Both men's companies will face off in a televised bidding war for the multibillion-dollar rights to stream Indian cricket. Given how tense relations are between the two parties, hopefully no one whips out an actual bat.

Opposing Batting Stance

Ambani, worth $100 billion, is a devout vegetarian and teetotaler who says he watches three Bollywood movies a week. Bezos, worth $275 billion, has a whiskey cellar at home and loves Star Trek so much he named his dog after a Kriosian empathic metamorph. Different as they are, Ambani decided in 2019 that he wanted a piece of Bezos' turf.

Reliance, primarily an oil refining business, moved into e-commerce to directly challenge Amazon in India. A legal fight broke out last year, when Reliance, India's top retailer, attempted a $3.4 billion acquisition of the retail division of Future Group, the nation's second-largest retailer. But Amazon had already acquired a $200 million stake in Future Group in 2019 and argued such a deal constitutes a contract violation.
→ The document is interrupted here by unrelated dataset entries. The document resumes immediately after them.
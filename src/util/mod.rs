//! Utility functions.
//!
//! This module provides the color palettes shared by the plot model and the
//! terminal renderer.

pub mod colormaps;

pub use colormaps::{blend, shade, Palette};
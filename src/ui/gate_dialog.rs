//! API-key gate dialog.

use leptos::prelude::*;

use crate::ui::components::{Button, Icon, IconSvg};

/// Billing documentation linked from the free-tier notice.
pub const BILLING_DOCS_URL: &str = "https://ai.google.dev/gemini-api/docs/billing";

/// Modal overlay asking the user to link a paid API key.
///
/// The dialog keeps no state of its own. Its confirm button posts to
/// `on_continue`; the parent decides whether to render the dialog again.
#[component]
pub fn GateDialog(
    /// Endpoint that runs the gate's continuation.
    on_continue: String,
) -> impl IntoView {
    view! {
        <div
            class="fixed inset-0 bg-gray-900/60 backdrop-blur-sm flex items-center justify-center z-[300] p-4 animate-fade-in"
            role="dialog"
            aria-modal="true"
            aria-labelledby="gate-title"
            data-gate-dialog=""
        >
            <div class="bg-white border border-gray-200 rounded-2xl shadow-2xl max-w-lg w-full p-8 text-center flex flex-col items-center">
                <div class="bg-brand-50 p-4 rounded-full mb-6">
                    <IconSvg icon=Icon::KeyRound class="w-12 h-12 text-brand-600" />
                </div>
                <h2 id="gate-title" class="text-2xl font-extrabold text-gray-900 mb-4">
                    "Enterprise Authentication"
                </h2>
                <p class="text-gray-600 mb-6">
                    "MediaLens uses advanced AI models for competitive intelligence."
                    <br />
                    "Please link a "
                    <strong>"Paid Google Cloud API Key"</strong>
                    " to activate the analysis modules."
                </p>

                <div class="w-full bg-amber-50 border border-amber-100 rounded-lg p-4 mb-8 flex items-start text-left gap-3">
                    <IconSvg icon=Icon::ShieldAlert class="h-[18px] w-[18px] text-amber-600 shrink-0 mt-0.5" />
                    <p class="text-xs text-amber-800 leading-relaxed">
                        "Free-tier keys lack the capacity for high-frequency social data processing. See "
                        <a
                            href=BILLING_DOCS_URL
                            target="_blank"
                            rel="noopener noreferrer"
                            class="underline font-bold ml-1"
                        >
                            "billing docs"
                        </a>
                        "."
                    </p>
                </div>

                <Button hx_post=on_continue>"Configure API Key"</Button>
            </div>
        </div>
    }
}
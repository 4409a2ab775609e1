//! Sidebar navigation entries.

use std::fmt;
use std::str::FromStr;

use super::AppView;
use crate::ui::components::Icon;

/// One entry in the navigation sidebar, in display order.
#[derive(Debug, Clone, Copy, PartialEq, Eq, Hash)]
pub enum NavItem {
    Home,
    BrandHealthCheck,
    CompetitorSpy,
    ViralContentSearch,
    InfluencerRankings,
    KeywordMonitor,
    AdStrategyLibrary,
    SmartAlert,
}

impl NavItem {
    /// Every entry, top to bottom.
    pub const ALL: [Self; 8] = [
        Self::Home,
        Self::BrandHealthCheck,
        Self::CompetitorSpy,
        Self::ViralContentSearch,
        Self::InfluencerRankings,
        Self::KeywordMonitor,
        Self::AdStrategyLibrary,
        Self::SmartAlert,
    ];

    /// Visible label.
    #[must_use]
    pub fn label(self) -> &'static str {
        match self {
            Self::Home => "Home",
            Self::BrandHealthCheck => "Brand Health Check",
            Self::CompetitorSpy => "Competitor Spy",
            Self::ViralContentSearch => "Viral Content Search",
            Self::InfluencerRankings => "Influencer Rankings",
            Self::KeywordMonitor => "Keyword Monitor",
            Self::AdStrategyLibrary => "Ad Strategy Library",
            Self::SmartAlert => "Smart Alert",
        }
    }

    /// URL path segment.
    #[must_use]
    pub fn slug(self) -> &'static str {
        match self {
            Self::Home => "home",
            Self::BrandHealthCheck => "brand-health-check",
            Self::CompetitorSpy => "competitor-spy",
            Self::ViralContentSearch => "viral-content-search",
            Self::InfluencerRankings => "influencer-rankings",
            Self::KeywordMonitor => "keyword-monitor",
            Self::AdStrategyLibrary => "ad-strategy-library",
            Self::SmartAlert => "smart-alert",
        }
    }

    /// View selected by clicking this entry, if it is wired to one.
    ///
    /// Only Home is wired; the rest are placeholders.
    #[must_use]
    pub fn target(self) -> Option<AppView> {
        match self {
            Self::Home => Some(AppView::Dashboard),
            _ => None,
        }
    }

    /// Icon shown beside the label.
    #[must_use]
    pub fn icon(self) -> Icon {
        match self {
            Self::Home => Icon::Home,
            Self::BrandHealthCheck => Icon::Activity,
            Self::CompetitorSpy => Icon::Target,
            Self::ViralContentSearch => Icon::Flame,
            Self::InfluencerRankings => Icon::Trophy,
            Self::KeywordMonitor => Icon::Search,
            Self::AdStrategyLibrary => Icon::Megaphone,
            Self::SmartAlert => Icon::BellRing,
        }
    }
}

impl fmt::Display for NavItem {
    fn fmt(&self, f: &mut fmt::Formatter<'_>) -> fmt::Result {
        f.write_str(self.label())
    }
}

/// Returned when a path segment names no sidebar entry.
#[derive(Debug, Clone, PartialEq, Eq)]
pub struct UnknownNavItem(pub String);

impl FromStr for NavItem {
    type Err = UnknownNavItem;

    fn from_str(s: &str) -> Result<Self, Self::Err> {
        Self::ALL
            .into_iter()
            .find(|item| item.slug() == s)
            .ok_or_else(|| UnknownNavItem(s.to_string()))
    }
}
//! "Smart Alert" banner under the grid.

use leptos::prelude::*;

use crate::ui::components::{Button, ButtonVariant, Icon, IconSvg};

#[component]
pub fn AlertBanner() -> impl IntoView {
    view! {
        <div class="mt-6 shrink-0 bg-slate-900 rounded-2xl p-6 text-white flex items-center justify-between shadow-xl relative overflow-hidden">
            <div class="absolute top-0 right-0 w-48 h-48 bg-blue-600/10 blur-[60px] rounded-full"></div>
            <div class="relative z-10 flex items-center gap-6">
                <div class="p-3 bg-blue-500/20 rounded-xl">
                    <IconSvg icon=Icon::BellRing class="h-5 w-5 text-blue-400" />
                </div>
                <div>
                    <h2 class="text-lg font-bold">"Smart Alert Active"</h2>
                    <p class="text-slate-400 text-sm font-medium">
                        "Predictive monitoring for your brand shift."
                    </p>
                </div>
            </div>
            <Button variant=ButtonVariant::Light class="relative z-10">"Setup Alerts"</Button>
        </div>
    }
}
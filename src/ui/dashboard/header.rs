//! Top header with utility controls.

use leptos::prelude::*;

use crate::ui::components::{Badge, BadgeVariant, Button, ButtonVariant, Icon, IconSvg};

/// Header bar with search, language, notifications, and layout controls.
///
/// None of the controls are wired.
#[component]
pub fn TopHeader() -> impl IntoView {
    view! {
        <header class="h-14 shrink-0 flex items-center justify-end px-8 gap-6 bg-white border-b border-slate-200">
            <Button variant=ButtonVariant::Ghost aria_label="Search">
                <IconSvg icon=Icon::Search class="h-[18px] w-[18px]" />
            </Button>
            <Button variant=ButtonVariant::Ghost aria_label="Language">
                <IconSvg icon=Icon::Globe class="h-[18px] w-[18px]" />
            </Button>
            <Button variant=ButtonVariant::Ghost aria_label="Notifications" class="relative">
                <IconSvg icon=Icon::Bell class="h-[18px] w-[18px]" />
                <Badge variant=BadgeVariant::Dot class="absolute -top-1 -right-1" />
            </Button>
            <div class="w-8 h-8 bg-slate-100 rounded-lg border border-slate-200 shadow-inner flex items-center justify-center text-slate-400">
                <IconSvg icon=Icon::Layout class="h-4 w-4" />
            </div>
        </header>
    }
}
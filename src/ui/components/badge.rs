//! Badge component for tier labels and status dots.

use leptos::prelude::*;

/// Badge visual variant.
#[derive(Debug, Clone, Copy, Default, PartialEq, Eq)]
pub enum BadgeVariant {
    /// Gradient pill marking premium features.
    #[default]
    Premium,
    /// Small red unread indicator with no content.
    Dot,
}

impl BadgeVariant {
    /// Get CSS classes for this variant.
    #[must_use]
    pub fn classes(self) -> &'static str {
        match self {
            Self::Premium => {
                "bg-gradient-to-r from-blue-600 to-indigo-600 text-white text-[8px] font-black \
                 px-2 py-0.5 rounded-full uppercase tracking-widest shadow-lg"
            }
            Self::Dot => {
                "w-2.5 h-2.5 bg-red-500 rounded-full border-2 border-white shadow-sm"
            }
        }
    }

    fn name(self) -> &'static str {
        match self {
            Self::Premium => "premium",
            Self::Dot => "dot",
        }
    }
}

/// Badge component.
///
/// # Example
///
/// ```rust,ignore
/// view! {
///     <Badge class="absolute top-3 right-3">"Premium"</Badge>
///     <Badge variant=BadgeVariant::Dot class="absolute -top-1 -right-1" />
/// }
/// ```
#[component]
pub fn Badge(
    /// Badge variant.
    #[prop(default = BadgeVariant::Premium)]
    variant: BadgeVariant,
    /// Positioning classes.
    #[prop(default = "")]
    class: &'static str,
    /// Badge content.
    #[prop(optional)]
    children: Option<Children>,
) -> impl IntoView {
    let classes = format!("{} {}", variant.classes(), class);

    view! {
        <span class=classes data-badge=variant.name()>
            {children.map(|c| c())}
        </span>
    }
}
Things got so heated in February that Reliance staff literally seized Future stores in a de facto coup.

Which sets up the forthcoming auction drama for the streaming rights to the Indian Premier League:

  • For the first time ever, the wildly popular cricket league is auctioning streaming rights separately from television rights. The catch is the auction will be broadcast live on June 12, with Amazon and Reliance expected to make rapid succession bids that could top $7 billion, according to Bloomberg.
  • The winner gets to stream IPL games between 2023 and 2027, and, with them, a giant audience: Almost 800 million Indians have internet access to stream sports, and the first 29 matches of IPL's 2021 season drew a combined 367 million viewers, according to India's Cricket Board secretary Jay Shah.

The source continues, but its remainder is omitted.